それからの約50年で、レーザーは医療、電気通信、計測、さらにはエンターテインメントまで、実にさまざまな分野に革命をもたらしました。

シートレーザー機LS5 加工サンプル
シートレーザー機 LS5:加工サンプル

光が金属を切る「レーザー切断」のしくみ

レーザー切断では、集中させた光の熱に加えて、もう一つの“相棒”が活躍します。それがガスです。使うガスの種類によって、切り方は大きく3つに分かれます。

ガスによる切り方の違い
酸素で切る 窒素で切る 圧縮空気で切る
しくみ 金属を燃やした熱で溶かす 溶けた金属を吹き飛ばす 空気で吹き飛ばす
切り口 酸化膜が残る(後処理が必要) きれい(そのまま溶接・塗装OK) 用途に応じて
コスト ガスは安いが後処理あり ガスは高く高出力が必要 安く、代替として普及中

もともと主流だったのは酸素を使う方法です。金属を燃やす(酸化させる)ことで熱を生み、レーザー出力がまだ低かった時代に、厚い材料を切るための力を補っていました。ただし切り口には酸化膜が残るため、あとで溶接や塗装をするときは、その膜を取り除く二次工程が必要でした。

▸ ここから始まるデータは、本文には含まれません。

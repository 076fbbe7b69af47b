//! Page text provider: turns a PDF file into per-page plain text.
//!
//! The segmentation engine never looks at PDF structure; it only consumes the
//! `PageText` sequence produced here.

use std::path::Path;

use lopdf::Document;
use unicode_normalization::UnicodeNormalization;

use crate::config::ParserConfig;
use crate::error::{ExtractorError, Result};
use crate::types::PageText;

/// Options for page text extraction.
#[derive(Debug, Clone, Copy, PartialEq, Eq)]
pub struct ExtractOptions {
    /// Horizontal tolerance for joining glyphs into words.
    pub x_tolerance: u32,

    /// Vertical tolerance for joining glyphs into lines.
    pub y_tolerance: u32,

    /// First page to return (1-based); earlier pages are skipped.
    pub start_page: u32,
}

impl ExtractOptions {
    /// Build options from a parser configuration.
    #[must_use]
    pub fn from_config(config: &ParserConfig) -> Self {
        Self {
            x_tolerance: config.pdf_x_tolerance,
            y_tolerance: config.pdf_y_tolerance,
            start_page: config.pdf_start_page,
        }
    }

    /// Override the first page.
    #[must_use]
    pub fn with_start_page(mut self, start_page: u32) -> Self {
        self.start_page = start_page;
        self
    }
}

/// Source of per-page text for a document.
///
/// Implementations open the file for the duration of one call only.
pub trait PageTextProvider: Send + Sync {
    /// Total number of pages in the document.
    fn page_count(&self, path: &Path) -> Result<usize>;

    /// Raw text of the first `limit` pages, used for content sniffing.
    fn leading_pages(&self, path: &Path, limit: usize) -> Result<Vec<PageText>>;

    /// Text of every page from `options.start_page` on, in page order.
    fn extract_pages(&self, path: &Path, options: &ExtractOptions) -> Result<Vec<PageText>>;
}

/// Page text provider backed by `lopdf`.
///
/// lopdf emits text in content-stream order, so the tolerances in
/// [`ExtractOptions`] are not applied here. They are still recorded in the
/// document metadata.
#[derive(Debug, Clone, Copy, Default)]
pub struct LopdfProvider;

impl LopdfProvider {
    fn load(path: &Path) -> Result<Document> {
        if !path.is_file() {
            return Err(ExtractorError::FileNotFound(path.to_path_buf()));
        }
        Document::load(path).map_err(|source| ExtractorError::Pdf {
            path: path.to_path_buf(),
            source,
        })
    }

    fn page_text(doc: &Document, page_number: u32) -> String {
        match doc.extract_text(&[page_number]) {
            Ok(text) => normalize_page_text(&text),
            Err(e) => {
                tracing::debug!(page = page_number, error = %e, "No extractable text on page");
                String::new()
            }
        }
    }
}

impl PageTextProvider for LopdfProvider {
    fn page_count(&self, path: &Path) -> Result<usize> {
        let doc = Self::load(path)?;
        Ok(doc.get_pages().len())
    }

    fn leading_pages(&self, path: &Path, limit: usize) -> Result<Vec<PageText>> {
        let doc = Self::load(path)?;
        Ok(doc
            .get_pages()
            .keys()
            .take(limit)
            .map(|&n| PageText::new(n, Self::page_text(&doc, n)))
            .collect())
    }

    fn extract_pages(&self, path: &Path, options: &ExtractOptions) -> Result<Vec<PageText>> {
        let doc = Self::load(path)?;
        Ok(doc
            .get_pages()
            .keys()
            .filter(|&&n| n >= options.start_page)
            .map(|&n| PageText::new(n, Self::page_text(&doc, n)))
            .collect())
    }
}

/// Normalize extracted text: drop superscript footnote markers, fold
/// compatibility characters (ligatures such as "ﬁ", non-breaking spaces) and
/// unify line endings.
#[must_use]
pub fn normalize_page_text(text: &str) -> String {
    text.chars()
        .filter(|&c| !is_footnote_marker(c))
        .nfkc()
        .collect::<String>()
        .replace("\r\n", "\n")
        .replace('\r', "\n")
}

fn is_footnote_marker(c: char) -> bool {
    matches!(c, '\u{b9}' | '\u{b2}' | '\u{b3}' | '\u{2070}'..='\u{207f}')
}

#[cfg(test)]
mod tests {
    use super::*;
    use lopdf::content::{Content, Operation};
    use lopdf::{dictionary, Object, Stream};

    /// Write a PDF with `page_count` pages, each showing one line of text.
    fn write_pdf(path: &Path, page_count: u32) {
        let mut doc = Document::with_version("1.5");
        let pages_id = doc.new_object_id();
        let font_id = doc.add_object(dictionary! {
            "Type" => "Font",
            "Subtype" => "Type1",
            "BaseFont" => "Courier",
        });
        let resources_id = doc.add_object(dictionary! {
            "Font" => dictionary! { "F1" => font_id },
        });

        let mut kids: Vec<Object> = Vec::new();
        for n in 1..=page_count {
            let content = Content {
                operations: vec![
                    Operation::new("BT", vec![]),
                    Operation::new("Tf", vec!["F1".into(), 12.into()]),
                    Operation::new("Td", vec![72.into(), 720.into()]),
                    Operation::new("Tj", vec![Object::string_literal(format!("Page {n}"))]),
                    Operation::new("ET", vec![]),
                ],
            };
            let content_id =
                doc.add_object(Stream::new(dictionary! {}, content.encode().unwrap()));
            let page_id = doc.add_object(dictionary! {
                "Type" => "Page",
                "Parent" => pages_id,
                "Contents" => content_id,
            });
            kids.push(page_id.into());
        }

        let pages = dictionary! {
            "Type" => "Pages",
            "Kids" => kids,
            "Count" => i64::from(page_count),
            "Resources" => resources_id,
            "MediaBox" => vec![0.into(), 0.into(), 595.into(), 842.into()],
        };
        doc.objects.insert(pages_id, Object::Dictionary(pages));
        let catalog_id = doc.add_object(dictionary! {
            "Type" => "Catalog",
            "Pages" => pages_id,
        });
        doc.trailer.set("Root", catalog_id);
        doc.save(path).unwrap();
    }

    #[test]
    fn test_page_count() {
        let dir = tempfile::tempdir().unwrap();
        let path = dir.path().join("three.pdf");
        write_pdf(&path, 3);

        assert_eq!(LopdfProvider.page_count(&path).unwrap(), 3);
    }

    #[test]
    fn test_extract_pages_respects_start_page() {
        let dir = tempfile::tempdir().unwrap();
        let path = dir.path().join("five.pdf");
        write_pdf(&path, 5);

        let options = ExtractOptions {
            x_tolerance: 2,
            y_tolerance: 3,
            start_page: 3,
        };
        let pages = LopdfProvider.extract_pages(&path, &options).unwrap();
        let numbers: Vec<u32> = pages.iter().map(|p| p.page_number).collect();
        assert_eq!(numbers, vec![3, 4, 5]);

        let leading = LopdfProvider.leading_pages(&path, 2).unwrap();
        assert_eq!(leading.len(), 2);
        assert_eq!(leading[0].page_number, 1);
    }

    #[test]
    fn test_missing_file() {
        let err = LopdfProvider
            .page_count(Path::new("/nonexistent/file.pdf"))
            .unwrap_err();
        assert!(matches!(err, ExtractorError::FileNotFound(_)));
    }

    #[test]
    fn test_not_a_pdf() {
        let dir = tempfile::tempdir().unwrap();
        let path = dir.path().join("fake.pdf");
        std::fs::write(&path, "plain text, not a PDF").unwrap();

        let err = LopdfProvider.page_count(&path).unwrap_err();
        assert!(matches!(err, ExtractorError::Pdf { .. }));
    }

    #[test]
    fn test_normalize_page_text() {
        assert_eq!(normalize_page_text("ﬁrm\r\nrules"), "firm\nrules");
        assert_eq!(normalize_page_text("a\u{a0}b"), "a b");
        // Typographic apostrophes survive
        assert_eq!(normalize_page_text("firms’ treatment"), "firms’ treatment");
    }

    #[test]
    fn test_normalize_drops_footnote_markers() {
        assert_eq!(
            normalize_page_text("monitoring framework²\n¹² Footnote text"),
            "monitoring framework\n Footnote text"
        );
        // Ordinary digits are untouched
        assert_eq!(normalize_page_text("240. Institutions"), "240. Institutions");
    }
}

やがてレーザーが高出力になると、窒素を使う「核融合切断」が登場します。窒素は燃やさずに、溶けた金属を吹き飛ばすだけ。だからレーザーの力を切ることにすべて使え、酸化膜のないクリーンな切り口が得られます。そのまま溶接や塗装ができるので、後処理のコストがかかりません。ガス代は高いものの、トータルでは得になるケースが増え、厚い材料でも窒素が好まれるようになりました。

さらに近年は、コストを抑えたい現場を中心に、圧縮空気での切断も代替手段として広がってきています。

シートレーザー機LS5 加工サンプル フライカット
シートレーザー機 LS5:加工サンプル(フライカット)

まとめ

やさしく部屋を照らす光も、一点に集めれば金属を切るほどのエネルギーになります。レーザーはその力をコントロールする技術として生まれ、ガスと組み合わせることで、用途に応じたきれいな切断を実現してきました。

光を集めて、操る。それが、金属を自在に切るレーザー切断の正体です。